Search code examples
rsimilarity

How to check the similarity of row elements between data frames


I have multiple data frames, each have 2 columns of interest, ID indicating the samples in each row, and another column called membership, denoting the cluster membership of that sample.

Between data frames, same sample ID represent the same sample, but the membership number is just an arbitrary number. That is sample A and B have membership 1 in df1, and they could have membership 2 in df2, but the conclusion is the same: A and B are staying in the same cluster across df1 and df2.

Now I want to compare between data frames of unequal length, and find out how consistent that sample A stay with sample B in the same cluster.

#----- dummy data

df1 <- data.frame(paste0("S", seq(1:25)), rep(c(1:5), 5))
df2 <- data.frame(paste0("S", seq(1:30)), rep(c(0:4), 6))
colnames(df1) <- c("ID", "membership")
colnames(df2) <- c("ID", "membership")

As you see in the dummy data, S1, S6, S11, S16 and S21 stayed together in df1 (left), and they also stayed together in df2 (right), although the numeric value of their membership is different, and the size of cluster is different.

I can visually check this by using an alluvial plot for a couple data sets, but if I have a few dozen data set like this, I want to have a quantitative number to describe how well preserved/similar samples are in different datasets in terms of their membership.

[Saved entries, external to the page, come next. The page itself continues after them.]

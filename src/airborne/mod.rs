//! Pluggable behaviour for the Airborne state.
//!
//! Exactly one action is selected at a time. The Airborne state brackets each
//! of its occupancies with [`AirborneAction::start`] and
//! [`AirborneAction::reset`] and calls [`AirborneAction::perform`] once per
//! physics step in between. Each action keeps its latches in its own struct so
//! `reset` is the single place they are restored.

mod glide;
mod jump_to_mouse;

pub use glide::Glide;
pub use jump_to_mouse::JumpToMouse;

use serde::{Deserialize, Serialize};

use crate::components::PhysicsBody;
use crate::config::Tuning;
use crate::engine::input::InputFrame;

#[derive(Debug, Clone, Copy, PartialEq, Eq, Hash, Serialize, Deserialize, clap::ValueEnum)]
#[serde(rename_all = "snake_case")]
pub enum AirborneKind {
    JumpToMouse,
    Glide,
}

/// Horizontal air steering force. Actions may scale it for the duration of
/// their effect; `reset` puts the multiplier back to 1.
#[derive(Debug, Clone, Copy, PartialEq)]
pub struct AirControl {
    pub base_force: f32,
    pub multiplier: f32,
}

impl AirControl {
    pub fn new(base_force: f32) -> Self {
        Self { base_force, multiplier: 1.0 }
    }

    pub fn force(&self) -> f32 {
        self.base_force * self.multiplier
    }
}

pub trait AirborneAction {
    fn kind(&self) -> AirborneKind;

    /// Start of an Airborne occupancy.
    fn start(&mut self, _body: &mut dyn PhysicsBody) {}

    /// Once per physics step while airborne.
    fn perform(&mut self, body: &mut dyn PhysicsBody, input: &InputFrame, air: &mut AirControl);

    /// End of an Airborne occupancy. Restores everything `perform` changed.
    fn reset(&mut self, body: &mut dyn PhysicsBody, air: &mut AirControl);
}

/// One instance of every action plus the current selection.
pub struct AirborneActions {
    jump_to_mouse: JumpToMouse,
    glide: Glide,
    selected: AirborneKind,
}

impl AirborneActions {
    pub fn new(tuning: &Tuning) -> Self {
        Self {
            jump_to_mouse: JumpToMouse::new(tuning.jump_to_mouse.force),
            glide: Glide::new(tuning.glide.drag, tuning.glide.control_multiplier),
            selected: tuning.airborne.action,
        }
    }

    pub fn selected(&self) -> AirborneKind {
        self.selected
    }

    /// Change the selection, returning the previous one. Callers that switch
    /// mid-occupancy must reset the old action and start the new one.
    pub fn select(&mut self, kind: AirborneKind) -> AirborneKind {
        std::mem::replace(&mut self.selected, kind)
    }

    pub fn get_mut(&mut self, kind: AirborneKind) -> &mut dyn AirborneAction {
        match kind {
            AirborneKind::JumpToMouse => &mut self.jump_to_mouse,
            AirborneKind::Glide => &mut self.glide,
        }
    }

    pub fn current_mut(&mut self) -> &mut dyn AirborneAction {
        self.get_mut(self.selected)
    }

    pub fn jump_to_mouse(&self) -> &JumpToMouse {
        &self.jump_to_mouse
    }

    pub fn glide(&self) -> &Glide {
        &self.glide
    }
}

#[cfg(test)]
mod tests {
    use super::*;

    #[test]
    fn selection_follows_tuning_and_swaps() {
        let mut tuning = Tuning::default();
        tuning.airborne.action = AirborneKind::Glide;
        let mut actions = AirborneActions::new(&tuning);
        assert_eq!(actions.selected(), AirborneKind::Glide);
        assert_eq!(actions.current_mut().kind(), AirborneKind::Glide);

        let old = actions.select(AirborneKind::JumpToMouse);
        assert_eq!(old, AirborneKind::Glide);
        assert_eq!(actions.current_mut().kind(), AirborneKind::JumpToMouse);
    }

    #[test]
    fn glide_multiplies_air_control() {
        let mut air = AirControl::new(20.0);
        assert_eq!(air.force(), 20.0);
        air.multiplier = 4.0;
        assert_eq!(air.force(), 80.0);
    }
}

A simple output could be S1, S6, S11, S16 and S21 between df1 and df2 are 100% together in this example. And if only S1, S6, S11 and S16 are in a same cluster in df2, then cluster 1 from df1 is only 75% intact when checked in df2.

So the process would be identify samples into groups by membership (say 5) in the shorter df, then see how many samples remained together, say 4. Then similarity will be 4/5.

If there are more appropriate ways to do this, please enlighten me. Thank you for pointers.

df1 df2


Solution

  • We could split the ID by membership in both data into a list of vector

    idlist1 <- with(df1, split(ID, membership))
    idlist2 <- with(df2, split(ID, membership))
    

    Then, create a named vector of membership to match the membership in other, order the list elements based on the match and use that in Map to get the corresponding intersect elements of ID

    nm1 <- setNames(as.character(1:5), 0:4)
    Map(intersect, idlist1, idlist2[match(names(idlist2), names(nm1))])